Friday

Since I've been spending a lot of time waiting for things to load, writing down fatal errors, and waiting for consoles to reset, I've been spending a lot of time poking around on the net, and trying to find a few new blogs to read. One which I've discovered and have found much to my liking is Maddog, which features long articles pontificating on user interface, language structure, and various other subjects.

I especially like the lyrics he wrote for My Heart Does Not Love You.

I am notoriously rational and full of disclaimers, even when it comes to expressing affection. I like to think that my clinicalness is sort of poetic, in a way, but I just feel funny telling someone something that isn't totally empirically proveable. For instance, I will often add the disclaimer "Unless something terribly unforeseen happens." to casual phrases such as "See you later!" or "I'll be there soon!"

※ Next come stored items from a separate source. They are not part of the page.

//=============================================
// fiberhost/src/registry.rs
//=============================================
// Author: Fiberhost Contributors
// License: MIT
// Goal: Stack bounds registry
// Objective: Track the suspended context's stack region across switches
//=============================================

use std::sync::atomic::{AtomicU64, AtomicUsize, Ordering};

use crate::collector::Collector;
use crate::fiber::StackBounds;

/// Address range of whichever context is currently suspended.
///
/// Written only by the switching thread while it holds the collector's
/// allocation lock; read by root scans, which take the same lock. The fields
/// are atomics because a stop-the-world collector may run its root scan from
/// a different OS thread than the one that switches.
#[derive(Debug)]
pub struct BoundsRegistry {
    low: AtomicUsize,
    high: AtomicUsize,
    exchanges: AtomicU64,
}

impl BoundsRegistry {
    /// Creates a registry describing a not-yet-started context.
    ///
    /// `stack_top` is the highest address of that context's stack; it is
    /// handed to the collector as the stack bottom on the first switch.
    pub fn new(stack_top: usize) -> Self {
        Self {
            low: AtomicUsize::new(stack_top),
            high: AtomicUsize::new(stack_top),
            exchanges: AtomicU64::new(0),
        }
    }

    /// Region of the suspended context.
    pub fn suspended(&self) -> StackBounds {
        let low = self.low.load(Ordering::Acquire);
        let high = self.high.load(Ordering::Acquire);
        StackBounds { low, high }
    }

    /// Number of completed exchanges.
    pub fn exchanges(&self) -> u64 {
        self.exchanges.load(Ordering::Relaxed)
    }

    /// Makes the suspended context the running one in the collector's view.
    ///
    /// The running context's region `[sp, collector stack bottom)` becomes
    /// the suspended record, and the previously suspended context's bottom
    /// becomes the collector's stack bottom. Returns the new record.
    ///
    /// # Safety
    /// The caller must hold the collector's allocation lock and must transfer
    /// control to the previously suspended context before releasing it.
    pub unsafe fn exchange(&self, collector: &dyn Collector, sp: usize) -> StackBounds {
        let running_bottom = collector.stack_bottom();
        let target_bottom = self.high.load(Ordering::Acquire);
        unsafe { collector.set_stack_bottom(target_bottom) };
        self.low.store(sp, Ordering::Release);
        self.high.store(running_bottom, Ordering::Release);
        self.exchanges.fetch_add(1, Ordering::Relaxed);
        StackBounds::new(sp, running_bottom)
    }

    /// Clears the record once the suspended context can never run again.
    ///
    /// # Safety
    /// The caller must hold the collector's allocation lock.
    pub unsafe fn retire(&self) {
        let high = self.high.load(Ordering::Acquire);
        self.low.store(high, Ordering::Release);
    }
}

#[cfg(test)]
mod tests {
    use super::*;
    use crate::collector::mark_sweep::MarkSweepHeap;

    #[test]
    fn exchange_swaps_running_and_suspended_bottoms() {
        let heap = MarkSweepHeap::new(0x9000);
        unsafe { heap.set_stack_bottom(0x9000) };
        let registry = BoundsRegistry::new(0x5000);
        assert!(registry.suspended().is_empty());

        unsafe {
            heap.lock();
            let record = registry.exchange(&heap, 0x8800);
            heap.unlock();
            assert_eq!(record, StackBounds::new(0x8800, 0x9000));
        }
        assert_eq!(heap.stack_bottom(), 0x5000);
        assert_eq!(registry.suspended(), StackBounds::new(0x8800, 0x9000));

        unsafe {
            heap.lock();
            registry.exchange(&heap, 0x4c00);
            heap.unlock();
        }
        assert_eq!(heap.stack_bottom(), 0x9000);
        assert_eq!(registry.suspended(), StackBounds::new(0x4c00, 0x5000));
        assert_eq!(registry.exchanges(), 2);
    }

    #[test]
    fn retire_leaves_nothing_to_scan() {
        let heap = MarkSweepHeap::new(0x9000);
        let registry = BoundsRegistry::new(0x5000);
        unsafe {
            heap.lock();
            registry.exchange(&heap, 0x8800);
            registry.retire();
            heap.unlock();
        }
        assert!(registry.suspended().is_empty());
    }
}
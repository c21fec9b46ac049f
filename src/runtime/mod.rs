//=============================================
// fiberhost/src/runtime/mod.rs
//=============================================
// Author: Fiberhost Contributors
// License: MIT
// Goal: Embedded runtime loading
// Objective: Open the application runtime and call its blocking entry point
//=============================================

//! Embedded runtimes.
//!
//! The embedded runtime is opaque: it is opened, its entry point is called
//! once on the embedded stack, and whatever it returns is its exit code. The
//! entry point yields back to the host on its own, either through the
//! [`Yielder`] it is handed or through the exported `fiberhost_yield`.

pub mod dylib;

pub use dylib::{DylibLoader, EntryAbi, module_dir, module_path};

use crate::error::LoadError;
use crate::scheduler::Yielder;

/// Opens an embedded runtime.
pub trait RuntimeLoader {
    /// Human readable description for diagnostics.
    fn describe(&self) -> String;

    fn load(&self) -> Result<Box<dyn EmbeddedRuntime>, LoadError>;
}

/// A loaded runtime, ready to run its main loop.
pub trait EmbeddedRuntime {
    /// Runs the main loop to completion on the embedded stack and returns
    /// its exit code. Backing resources are released before returning.
    fn run(self: Box<Self>, yielder: &Yielder<'_>) -> i32;
}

So I can't very well tell someone that I really care about things that simply aren't true. I don't run around telling people that I would give them all the stars if I could reach them, or that I would climb the highest mountain, or that I would walk 500 miles and then 500 more for them. My ex-girlfriend would tell me that she loved me with all her heart. I could never return the same sentiment, for though I loved her, I knew, rationally speaking, that my heart does not determine my emotional state. So I would generally reply that I loved her with my brain, or more often, "I love you with all of whatever it is I do my loving with.", which sounds kind of dirty in retrospect.